== Exercise directions ==
Restrict the output to the lines below starting at the one that contains "let nets = self.settings.get(settings_id).unwrap().nets.clone();" and ending at the one that contains "let net_state = self.nets.get(net_id).unwrap().state;", and restate them word for word, both ends included.

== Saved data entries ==
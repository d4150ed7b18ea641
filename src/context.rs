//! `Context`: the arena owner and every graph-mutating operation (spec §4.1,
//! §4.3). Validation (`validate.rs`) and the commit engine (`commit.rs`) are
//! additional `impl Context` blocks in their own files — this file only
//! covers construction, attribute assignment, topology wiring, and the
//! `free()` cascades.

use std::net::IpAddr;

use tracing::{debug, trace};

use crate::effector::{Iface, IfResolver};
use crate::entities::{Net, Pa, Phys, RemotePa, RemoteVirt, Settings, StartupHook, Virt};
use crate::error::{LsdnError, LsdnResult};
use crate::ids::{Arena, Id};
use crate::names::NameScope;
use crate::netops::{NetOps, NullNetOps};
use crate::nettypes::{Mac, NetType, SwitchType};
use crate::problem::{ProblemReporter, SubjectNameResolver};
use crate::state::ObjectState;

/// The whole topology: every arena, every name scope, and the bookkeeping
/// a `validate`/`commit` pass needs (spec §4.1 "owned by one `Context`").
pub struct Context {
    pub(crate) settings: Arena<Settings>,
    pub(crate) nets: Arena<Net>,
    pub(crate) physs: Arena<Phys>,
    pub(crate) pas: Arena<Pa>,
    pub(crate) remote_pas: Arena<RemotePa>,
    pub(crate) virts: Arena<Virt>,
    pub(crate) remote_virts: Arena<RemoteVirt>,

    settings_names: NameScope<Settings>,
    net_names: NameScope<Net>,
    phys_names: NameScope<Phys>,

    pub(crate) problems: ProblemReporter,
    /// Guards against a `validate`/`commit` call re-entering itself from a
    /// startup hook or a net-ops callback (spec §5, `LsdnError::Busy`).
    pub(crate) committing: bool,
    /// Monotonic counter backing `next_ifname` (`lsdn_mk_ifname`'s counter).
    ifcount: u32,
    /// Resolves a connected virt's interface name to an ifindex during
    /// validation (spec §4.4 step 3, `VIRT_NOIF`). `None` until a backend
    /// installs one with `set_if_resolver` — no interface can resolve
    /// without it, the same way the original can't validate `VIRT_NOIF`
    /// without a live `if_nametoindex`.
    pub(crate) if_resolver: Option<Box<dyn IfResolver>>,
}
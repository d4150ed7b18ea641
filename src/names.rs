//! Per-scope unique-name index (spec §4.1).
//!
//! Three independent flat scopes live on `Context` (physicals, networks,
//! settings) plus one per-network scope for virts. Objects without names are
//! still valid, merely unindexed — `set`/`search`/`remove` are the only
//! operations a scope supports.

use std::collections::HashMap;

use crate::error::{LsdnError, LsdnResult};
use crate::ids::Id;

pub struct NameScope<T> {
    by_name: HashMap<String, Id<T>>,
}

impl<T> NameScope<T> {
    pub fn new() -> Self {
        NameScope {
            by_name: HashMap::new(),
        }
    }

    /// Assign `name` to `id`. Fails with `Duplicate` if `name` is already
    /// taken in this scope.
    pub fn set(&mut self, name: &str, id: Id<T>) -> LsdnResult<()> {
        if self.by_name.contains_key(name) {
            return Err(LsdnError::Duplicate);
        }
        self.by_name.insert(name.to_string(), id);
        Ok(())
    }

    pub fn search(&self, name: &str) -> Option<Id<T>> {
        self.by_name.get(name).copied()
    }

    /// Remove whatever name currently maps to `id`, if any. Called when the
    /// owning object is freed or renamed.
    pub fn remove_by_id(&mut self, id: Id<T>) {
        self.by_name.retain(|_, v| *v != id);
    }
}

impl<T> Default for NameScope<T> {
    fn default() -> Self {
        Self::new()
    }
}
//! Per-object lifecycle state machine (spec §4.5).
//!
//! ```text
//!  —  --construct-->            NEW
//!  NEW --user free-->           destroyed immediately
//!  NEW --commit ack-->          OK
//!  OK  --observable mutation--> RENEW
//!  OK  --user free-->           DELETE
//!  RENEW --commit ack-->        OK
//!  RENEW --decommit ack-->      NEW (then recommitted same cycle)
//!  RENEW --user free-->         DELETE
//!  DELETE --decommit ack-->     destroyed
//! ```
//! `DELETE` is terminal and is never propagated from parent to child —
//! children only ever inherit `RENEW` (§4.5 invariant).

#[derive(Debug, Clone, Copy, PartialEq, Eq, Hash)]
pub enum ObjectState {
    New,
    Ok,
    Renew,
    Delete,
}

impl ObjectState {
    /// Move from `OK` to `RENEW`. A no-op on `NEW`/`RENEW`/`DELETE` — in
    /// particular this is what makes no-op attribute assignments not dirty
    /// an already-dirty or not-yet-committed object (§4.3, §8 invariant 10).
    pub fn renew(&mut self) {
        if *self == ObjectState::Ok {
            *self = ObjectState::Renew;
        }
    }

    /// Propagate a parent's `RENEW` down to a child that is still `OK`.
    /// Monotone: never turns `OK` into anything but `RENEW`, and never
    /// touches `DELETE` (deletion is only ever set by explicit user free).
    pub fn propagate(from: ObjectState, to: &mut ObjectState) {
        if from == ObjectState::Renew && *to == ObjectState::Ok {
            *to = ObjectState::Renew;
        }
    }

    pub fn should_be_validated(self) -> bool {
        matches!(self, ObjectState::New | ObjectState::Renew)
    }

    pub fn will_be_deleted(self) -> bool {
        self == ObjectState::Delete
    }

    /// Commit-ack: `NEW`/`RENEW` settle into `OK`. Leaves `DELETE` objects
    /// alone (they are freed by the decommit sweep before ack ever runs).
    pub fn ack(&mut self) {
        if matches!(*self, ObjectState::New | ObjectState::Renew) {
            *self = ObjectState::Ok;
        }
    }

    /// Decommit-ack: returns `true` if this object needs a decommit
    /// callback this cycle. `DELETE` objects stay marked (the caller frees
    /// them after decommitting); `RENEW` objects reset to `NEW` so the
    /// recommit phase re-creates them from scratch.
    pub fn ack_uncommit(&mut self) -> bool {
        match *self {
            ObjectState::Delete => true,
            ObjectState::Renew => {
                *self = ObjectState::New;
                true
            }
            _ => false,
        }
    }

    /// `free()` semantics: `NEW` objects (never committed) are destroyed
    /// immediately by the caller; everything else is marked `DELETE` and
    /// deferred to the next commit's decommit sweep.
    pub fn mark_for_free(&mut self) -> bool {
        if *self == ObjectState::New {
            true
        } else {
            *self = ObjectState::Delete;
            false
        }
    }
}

---

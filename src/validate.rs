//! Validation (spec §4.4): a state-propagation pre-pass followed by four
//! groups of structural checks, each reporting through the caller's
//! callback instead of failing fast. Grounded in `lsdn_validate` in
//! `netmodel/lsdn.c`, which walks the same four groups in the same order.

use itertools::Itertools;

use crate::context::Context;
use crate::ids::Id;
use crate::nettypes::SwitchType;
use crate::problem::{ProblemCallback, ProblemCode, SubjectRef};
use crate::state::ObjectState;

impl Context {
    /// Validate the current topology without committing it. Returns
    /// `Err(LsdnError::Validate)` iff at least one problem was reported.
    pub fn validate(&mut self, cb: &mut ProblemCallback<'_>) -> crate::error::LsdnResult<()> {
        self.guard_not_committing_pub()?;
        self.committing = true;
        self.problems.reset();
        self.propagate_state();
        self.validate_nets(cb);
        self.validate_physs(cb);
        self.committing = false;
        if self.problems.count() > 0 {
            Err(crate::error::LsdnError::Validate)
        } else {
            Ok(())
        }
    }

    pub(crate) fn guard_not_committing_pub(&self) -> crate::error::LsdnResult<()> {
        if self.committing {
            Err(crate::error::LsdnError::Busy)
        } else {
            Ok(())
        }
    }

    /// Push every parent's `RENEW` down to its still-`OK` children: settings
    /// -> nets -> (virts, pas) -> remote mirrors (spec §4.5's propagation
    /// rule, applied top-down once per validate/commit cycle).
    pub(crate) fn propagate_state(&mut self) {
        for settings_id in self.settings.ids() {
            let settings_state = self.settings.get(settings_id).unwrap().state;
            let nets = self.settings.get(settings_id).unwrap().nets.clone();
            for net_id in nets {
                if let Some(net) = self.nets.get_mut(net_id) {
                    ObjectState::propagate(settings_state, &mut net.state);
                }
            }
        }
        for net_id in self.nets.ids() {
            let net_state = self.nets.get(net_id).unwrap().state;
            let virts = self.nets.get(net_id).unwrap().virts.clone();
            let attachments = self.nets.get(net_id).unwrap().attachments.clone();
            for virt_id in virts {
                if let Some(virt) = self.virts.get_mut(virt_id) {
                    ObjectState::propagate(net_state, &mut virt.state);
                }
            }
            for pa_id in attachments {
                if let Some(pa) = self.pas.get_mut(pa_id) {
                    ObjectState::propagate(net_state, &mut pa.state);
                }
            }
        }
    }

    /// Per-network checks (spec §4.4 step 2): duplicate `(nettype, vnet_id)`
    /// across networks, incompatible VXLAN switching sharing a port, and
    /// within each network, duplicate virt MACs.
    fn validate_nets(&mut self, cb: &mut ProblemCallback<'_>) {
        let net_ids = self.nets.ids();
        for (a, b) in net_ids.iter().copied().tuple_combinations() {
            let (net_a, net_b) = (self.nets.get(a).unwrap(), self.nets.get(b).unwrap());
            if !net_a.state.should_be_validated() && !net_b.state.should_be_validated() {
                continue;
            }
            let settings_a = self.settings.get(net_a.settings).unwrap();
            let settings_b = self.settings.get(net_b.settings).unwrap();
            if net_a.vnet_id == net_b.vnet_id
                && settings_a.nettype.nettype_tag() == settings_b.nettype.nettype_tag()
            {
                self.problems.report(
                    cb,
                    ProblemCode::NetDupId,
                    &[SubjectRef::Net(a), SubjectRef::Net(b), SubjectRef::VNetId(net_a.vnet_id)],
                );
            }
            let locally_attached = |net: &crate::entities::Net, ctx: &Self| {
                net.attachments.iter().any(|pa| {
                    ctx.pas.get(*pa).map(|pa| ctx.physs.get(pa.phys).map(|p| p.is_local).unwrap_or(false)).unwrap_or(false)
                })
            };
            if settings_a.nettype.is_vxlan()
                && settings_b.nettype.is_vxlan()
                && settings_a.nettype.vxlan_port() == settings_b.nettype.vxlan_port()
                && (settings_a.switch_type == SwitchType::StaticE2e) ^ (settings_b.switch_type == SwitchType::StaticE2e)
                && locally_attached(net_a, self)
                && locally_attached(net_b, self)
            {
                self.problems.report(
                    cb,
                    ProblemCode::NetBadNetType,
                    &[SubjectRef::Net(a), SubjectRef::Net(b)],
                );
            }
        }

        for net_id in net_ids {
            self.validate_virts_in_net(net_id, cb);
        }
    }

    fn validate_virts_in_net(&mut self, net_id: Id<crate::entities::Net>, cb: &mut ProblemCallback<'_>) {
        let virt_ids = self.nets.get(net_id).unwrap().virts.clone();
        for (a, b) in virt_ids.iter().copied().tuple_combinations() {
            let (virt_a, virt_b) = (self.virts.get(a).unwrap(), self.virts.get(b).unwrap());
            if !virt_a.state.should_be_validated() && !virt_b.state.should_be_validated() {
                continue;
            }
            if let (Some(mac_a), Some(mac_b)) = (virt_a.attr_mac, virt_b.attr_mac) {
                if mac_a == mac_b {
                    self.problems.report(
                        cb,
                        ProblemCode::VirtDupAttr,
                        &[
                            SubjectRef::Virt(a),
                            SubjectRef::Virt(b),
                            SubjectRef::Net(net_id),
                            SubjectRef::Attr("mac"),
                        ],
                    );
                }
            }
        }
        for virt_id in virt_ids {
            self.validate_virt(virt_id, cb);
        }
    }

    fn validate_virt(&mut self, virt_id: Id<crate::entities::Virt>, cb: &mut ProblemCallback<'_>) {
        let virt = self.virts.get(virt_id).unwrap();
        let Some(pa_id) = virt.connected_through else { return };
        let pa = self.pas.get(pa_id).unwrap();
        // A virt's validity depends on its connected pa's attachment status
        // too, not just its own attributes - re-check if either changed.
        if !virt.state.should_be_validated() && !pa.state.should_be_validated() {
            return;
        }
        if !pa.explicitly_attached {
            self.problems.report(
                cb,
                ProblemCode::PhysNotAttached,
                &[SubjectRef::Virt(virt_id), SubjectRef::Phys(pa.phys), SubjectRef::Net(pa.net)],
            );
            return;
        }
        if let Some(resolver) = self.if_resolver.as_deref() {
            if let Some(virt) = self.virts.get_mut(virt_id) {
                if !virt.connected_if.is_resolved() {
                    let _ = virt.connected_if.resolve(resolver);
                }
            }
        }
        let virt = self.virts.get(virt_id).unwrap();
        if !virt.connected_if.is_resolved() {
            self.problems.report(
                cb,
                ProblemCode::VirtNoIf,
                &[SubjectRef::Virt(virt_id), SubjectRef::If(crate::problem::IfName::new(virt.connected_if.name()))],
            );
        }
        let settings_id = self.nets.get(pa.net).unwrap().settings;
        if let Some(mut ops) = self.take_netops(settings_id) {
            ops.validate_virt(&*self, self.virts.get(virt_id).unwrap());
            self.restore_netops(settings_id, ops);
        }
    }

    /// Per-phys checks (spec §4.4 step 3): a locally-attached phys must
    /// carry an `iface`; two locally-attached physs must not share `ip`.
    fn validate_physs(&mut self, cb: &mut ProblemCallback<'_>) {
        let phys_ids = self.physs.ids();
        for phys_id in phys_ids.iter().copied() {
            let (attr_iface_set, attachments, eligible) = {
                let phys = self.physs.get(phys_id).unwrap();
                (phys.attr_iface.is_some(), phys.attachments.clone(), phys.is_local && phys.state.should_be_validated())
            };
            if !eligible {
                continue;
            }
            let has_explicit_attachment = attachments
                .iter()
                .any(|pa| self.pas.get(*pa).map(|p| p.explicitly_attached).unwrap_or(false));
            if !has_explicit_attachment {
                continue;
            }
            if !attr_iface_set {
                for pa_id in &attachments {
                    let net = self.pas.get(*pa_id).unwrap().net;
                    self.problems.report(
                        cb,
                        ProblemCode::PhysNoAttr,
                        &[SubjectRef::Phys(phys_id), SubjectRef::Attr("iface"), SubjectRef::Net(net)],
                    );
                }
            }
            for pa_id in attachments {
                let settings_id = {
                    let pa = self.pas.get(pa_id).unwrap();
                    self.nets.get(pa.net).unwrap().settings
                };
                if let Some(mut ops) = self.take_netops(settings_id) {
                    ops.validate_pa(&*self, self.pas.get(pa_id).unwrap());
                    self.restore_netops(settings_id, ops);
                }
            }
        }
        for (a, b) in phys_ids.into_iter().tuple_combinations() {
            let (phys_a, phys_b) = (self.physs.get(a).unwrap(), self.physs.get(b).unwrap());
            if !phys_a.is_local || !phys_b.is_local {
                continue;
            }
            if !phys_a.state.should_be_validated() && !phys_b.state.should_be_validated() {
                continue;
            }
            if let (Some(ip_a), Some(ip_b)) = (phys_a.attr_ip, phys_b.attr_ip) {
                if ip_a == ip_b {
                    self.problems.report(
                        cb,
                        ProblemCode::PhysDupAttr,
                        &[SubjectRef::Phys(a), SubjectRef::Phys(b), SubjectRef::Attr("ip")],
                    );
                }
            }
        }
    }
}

---

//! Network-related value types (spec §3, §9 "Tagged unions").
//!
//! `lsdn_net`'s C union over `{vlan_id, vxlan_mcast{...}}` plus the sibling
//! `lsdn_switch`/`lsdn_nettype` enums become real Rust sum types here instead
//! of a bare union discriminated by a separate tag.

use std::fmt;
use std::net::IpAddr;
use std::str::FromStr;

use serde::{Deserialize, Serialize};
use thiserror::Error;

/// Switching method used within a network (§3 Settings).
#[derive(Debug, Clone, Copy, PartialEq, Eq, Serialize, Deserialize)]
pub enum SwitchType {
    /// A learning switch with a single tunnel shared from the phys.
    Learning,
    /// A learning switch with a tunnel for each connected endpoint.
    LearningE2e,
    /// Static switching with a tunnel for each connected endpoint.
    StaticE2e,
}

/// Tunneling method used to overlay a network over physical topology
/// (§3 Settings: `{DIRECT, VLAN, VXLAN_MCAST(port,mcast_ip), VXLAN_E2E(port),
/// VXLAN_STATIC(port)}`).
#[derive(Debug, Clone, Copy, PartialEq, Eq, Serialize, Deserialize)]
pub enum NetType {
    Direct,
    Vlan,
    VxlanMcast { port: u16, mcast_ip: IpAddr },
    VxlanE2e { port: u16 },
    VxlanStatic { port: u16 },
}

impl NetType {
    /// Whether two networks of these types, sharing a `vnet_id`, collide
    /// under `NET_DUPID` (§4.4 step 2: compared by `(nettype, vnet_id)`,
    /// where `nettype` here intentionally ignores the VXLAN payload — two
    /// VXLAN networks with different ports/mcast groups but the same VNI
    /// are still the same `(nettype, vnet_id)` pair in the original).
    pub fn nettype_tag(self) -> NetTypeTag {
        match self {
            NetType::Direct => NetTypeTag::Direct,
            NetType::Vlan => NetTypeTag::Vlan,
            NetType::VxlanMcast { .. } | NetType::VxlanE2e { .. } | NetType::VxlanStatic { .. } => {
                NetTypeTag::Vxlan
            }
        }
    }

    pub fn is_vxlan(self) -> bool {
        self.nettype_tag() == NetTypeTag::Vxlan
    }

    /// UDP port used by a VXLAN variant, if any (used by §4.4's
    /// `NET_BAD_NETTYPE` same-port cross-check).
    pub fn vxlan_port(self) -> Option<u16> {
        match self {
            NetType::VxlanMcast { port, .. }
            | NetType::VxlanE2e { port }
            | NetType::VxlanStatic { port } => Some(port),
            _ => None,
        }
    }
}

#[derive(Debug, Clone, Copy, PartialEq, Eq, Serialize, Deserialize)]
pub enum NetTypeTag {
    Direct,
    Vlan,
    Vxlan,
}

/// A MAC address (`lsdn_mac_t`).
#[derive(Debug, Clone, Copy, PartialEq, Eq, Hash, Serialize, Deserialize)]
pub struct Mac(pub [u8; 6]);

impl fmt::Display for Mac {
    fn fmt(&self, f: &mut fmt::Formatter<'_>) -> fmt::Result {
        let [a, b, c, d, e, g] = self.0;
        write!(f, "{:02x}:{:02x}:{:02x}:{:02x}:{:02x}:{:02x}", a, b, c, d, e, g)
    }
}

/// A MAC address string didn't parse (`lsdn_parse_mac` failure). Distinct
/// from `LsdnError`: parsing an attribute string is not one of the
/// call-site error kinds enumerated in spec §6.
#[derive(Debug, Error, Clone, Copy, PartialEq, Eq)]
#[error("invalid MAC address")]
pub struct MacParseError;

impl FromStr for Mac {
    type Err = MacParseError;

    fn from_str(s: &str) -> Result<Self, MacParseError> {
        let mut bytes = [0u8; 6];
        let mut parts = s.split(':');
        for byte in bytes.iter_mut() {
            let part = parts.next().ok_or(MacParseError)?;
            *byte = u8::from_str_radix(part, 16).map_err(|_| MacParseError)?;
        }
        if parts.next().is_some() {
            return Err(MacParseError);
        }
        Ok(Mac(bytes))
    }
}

== Task result ==
            let nets = self.settings.get(settings_id).unwrap().nets.clone();
            for net_id in nets {
                if let Some(net) = self.nets.get_mut(net_id) {
                    ObjectState::propagate(settings_state, &mut net.state);
                }
            }
        }
        for net_id in self.nets.ids() {
            let net_state = self.nets.get(net_id).unwrap().state;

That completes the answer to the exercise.